Type
- Type: Municipal Corporation
- Term limits: 5 years

Leadership
- Mayor: Likha Nari Tadar, BJP since 2026
- Deputy Mayor: Tok Tabin Camdir, BJP since 2026
- Municipal Commissioner: Kego Jilen

Structure
- Seats: 20
- Political groups: Government (14) BJP (14); Opposition (5) NCP (3); LJP (R) (2); Others (1) IND (1);

Elections
- Voting system: First-past-the-post
- Last election: 2025
- Next election: 2030

Website
- https://www.imc.arunachal.gov.in/

= Itanagar Municipal Corporation =

Local civic body in Itanagar, Arunachal Pradesh, India

The Itanagar Municipal Corporation or IMC is the municipal body which governs and maintains the city of Itanagar, the capital of the Indian state of Arunachal Pradesh.
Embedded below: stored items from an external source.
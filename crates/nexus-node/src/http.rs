//! # HTTP Surface
//!
//! | Route | Description |
//! |-------|-------------|
//! | `GET /health` | liveness plus persistence status |
//! | `GET /metrics` | Prometheus text format |
//! | `GET /stats` | component counters as JSON |
//! | `GET /entities` | ids of entities in memory |
//! | `GET /entities/:id` | entity snapshot |
//! | `GET /entities/:id/analytics` | entity analytics |
//! | `GET /streams` | active stream sessions |
//! | `DELETE /streams/:id` | cancel a stream session |
//! | `GET /ws`, `GET /ws/:entity_id/:actor_id` | WebSocket gateway |

use crate::container::NexusContainer;
use axum::extract::{Path, State};
use axum::http::{header, StatusCode};
use axum::response::{IntoResponse, Response};
use axum::routing::{delete, get};
use axum::{Json, Router};
use nexus_telemetry::encode_metrics;
use serde_json::json;
use std::sync::Arc;
use tower_http::cors::CorsLayer;
use tower_http::trace::TraceLayer;
use tracing::error;

/// Full router: HTTP endpoints merged with the WebSocket routes.
pub fn router(container: Arc<NexusContainer>) -> Router {
    let gateway = container.gateway.clone();
    Router::new()
        .route("/health", get(health_check))
        .route("/metrics", get(metrics))
        .route("/stats", get(stats))
        .route("/entities", get(list_entities))
        .route("/entities/:id", get(get_entity))
        .route("/entities/:id/analytics", get(entity_analytics))
        .route("/streams", get(list_streams))
        .route("/streams/:id", delete(cancel_stream))
        .with_state(container)
        .merge(nexus_gateway::routes(gateway))
        .layer(TraceLayer::new_for_http())
        .layer(CorsLayer::permissive())
}

type AppState = State<Arc<NexusContainer>>;

async fn health_check(State(c): AppState) -> impl IntoResponse {
    let degraded = c.store.is_degraded();
    Json(json!({
        "status": if degraded { "degraded" } else { "healthy" },
        "service": "nexus",
        "version": env!("CARGO_PKG_VERSION"),
        "instance_id": c.bus.instance_id(),
        "persistence_degraded": degraded,
    }))
}

async fn metrics() -> Response {
    match encode_metrics() {
        Ok(body) => ([(header::CONTENT_TYPE, "text/plain; version=0.0.4")], body).into_response(),
        Err(e) => {
            error!(error = %e, "Metrics encoding failed");
            StatusCode::INTERNAL_SERVER_ERROR.into_response()
        }
    }
}

async fn stats(State(c): AppState) -> impl IntoResponse {
    Json(json!({
        "bus": c.bus.stats(),
        "store": c.store.stats(),
        "streams": c.streams.stats(),
        "gateway": c.gateway.stats(),
    }))
}

async fn list_entities(State(c): AppState) -> impl IntoResponse {
    Json(json!({ "entities": c.store.list_entities() }))
}

async fn get_entity(State(c): AppState, Path(id): Path<String>) -> Response {
    match c.store.snapshot(&id) {
        Some(snapshot) => Json(snapshot).into_response(),
        None => not_found("entity", &id),
    }
}

async fn entity_analytics(State(c): AppState, Path(id): Path<String>) -> Response {
    match c.store.analytics(&id) {
        Some(analytics) => Json(analytics).into_response(),
        None => not_found("entity", &id),
    }
}

async fn list_streams(State(c): AppState) -> impl IntoResponse {
    Json(json!({ "sessions": c.streams.active_sessions() }))
}

async fn cancel_stream(State(c): AppState, Path(id): Path<String>) -> Response {
    if c.streams.cancel(&id) {
        StatusCode::NO_CONTENT.into_response()
    } else {
        not_found("stream session", &id)
    }
}

fn not_found(kind: &str, id: &str) -> Response {
    (
        StatusCode::NOT_FOUND,
        Json(json!({ "error": format!("{kind} {id} not found") })),
    )
        .into_response()
}

#[cfg(test)]
mod tests {
    use super::*;
    use crate::container::NodeConfig;
    use axum::body::{to_bytes, Body};
    use axum::http::Request;
    use serde_json::Value;
    use tower::ServiceExt;

    async fn container() -> Arc<NexusContainer> {
        let container = NexusContainer::build(&NodeConfig::default()).await.unwrap();
        container.start();
        Arc::new(container)
    }

    async fn get_json(app: Router, uri: &str) -> (StatusCode, Value) {
        let response = app
            .oneshot(Request::builder().uri(uri).body(Body::empty()).unwrap())
            .await
            .unwrap();
        let status = response.status();
        let body = to_bytes(response.into_body(), usize::MAX).await.unwrap();
        (status, serde_json::from_slice(&body).unwrap_or(Value::Null))
    }

    #[tokio::test]
    async fn test_health() {
        let c = container().await;
        let (status, body) = get_json(router(c.clone()), "/health").await;
        assert_eq!(status, StatusCode::OK);
        assert_eq!(body["status"], "healthy");
        assert_eq!(body["instance_id"], c.bus.instance_id());
    }

    #[tokio::test]
    async fn test_entity_routes() {
        let c = container().await;
        c.store
            .seed("42", json!({"title": "X"}).as_object().unwrap().clone())
            .unwrap();

        let (status, body) = get_json(router(c.clone()), "/entities/42").await;
        assert_eq!(status, StatusCode::OK);
        assert_eq!(body["state"]["title"], "X");

        let (status, _) = get_json(router(c.clone()), "/entities/nope").await;
        assert_eq!(status, StatusCode::NOT_FOUND);

        let (_, body) = get_json(router(c.clone()), "/entities").await;
        assert_eq!(body["entities"], json!(["42"]));

        let (status, body) = get_json(router(c.clone()), "/entities/42/analytics").await;
        assert_eq!(status, StatusCode::OK);
        assert_eq!(body["state_keys"], json!(["title"]));
    }

    #[tokio::test]
    async fn test_stats_and_streams() {
        let c = container().await;
        let (status, body) = get_json(router(c.clone()), "/stats").await;
        assert_eq!(status, StatusCode::OK);
        assert!(body["bus"]["published"].is_u64());
        assert_eq!(body["gateway"]["active_connections"], 0);

        let (_, body) = get_json(router(c.clone()), "/streams").await;
        assert_eq!(body["sessions"], json!([]));

        let response = router(c.clone())
            .oneshot(
                Request::builder()
                    .method("DELETE")
                    .uri("/streams/unknown")
                    .body(Body::empty())
                    .unwrap(),
            )
            .await
            .unwrap();
        assert_eq!(response.status(), StatusCode::NOT_FOUND);
    }

    #[tokio::test]
    async fn test_metrics_text() {
        nexus_telemetry::register_metrics().unwrap();
        let response = router(container().await)
            .oneshot(Request::builder().uri("/metrics").body(Body::empty()).unwrap())
            .await
            .unwrap();
        assert_eq!(response.status(), StatusCode::OK);
        let body = to_bytes(response.into_body(), usize::MAX).await.unwrap();
        assert!(String::from_utf8_lossy(&body).contains("nexus_"));
    }
}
AMC is headed by Likha Nari Tadar the present Mayor of Agartala.

==History==
On 14 August 2013, Itanagar Municipal Corporation was inaugurated to provide municipal governance for the capital region. In 2019, The Arunachal Pradesh Municipal Corporation Act, 2019 was enacted to provide a statutory framework for municipal corporations in the state of Arunachal Pradesh.

==Composition==
There are 20 wards under the Municipal Corporation, each with its own elected councillor. In 2025, out of the 20 wards, seven Wards- 1, 3, 5, 7, 8, 18, and 20 were reserved for women.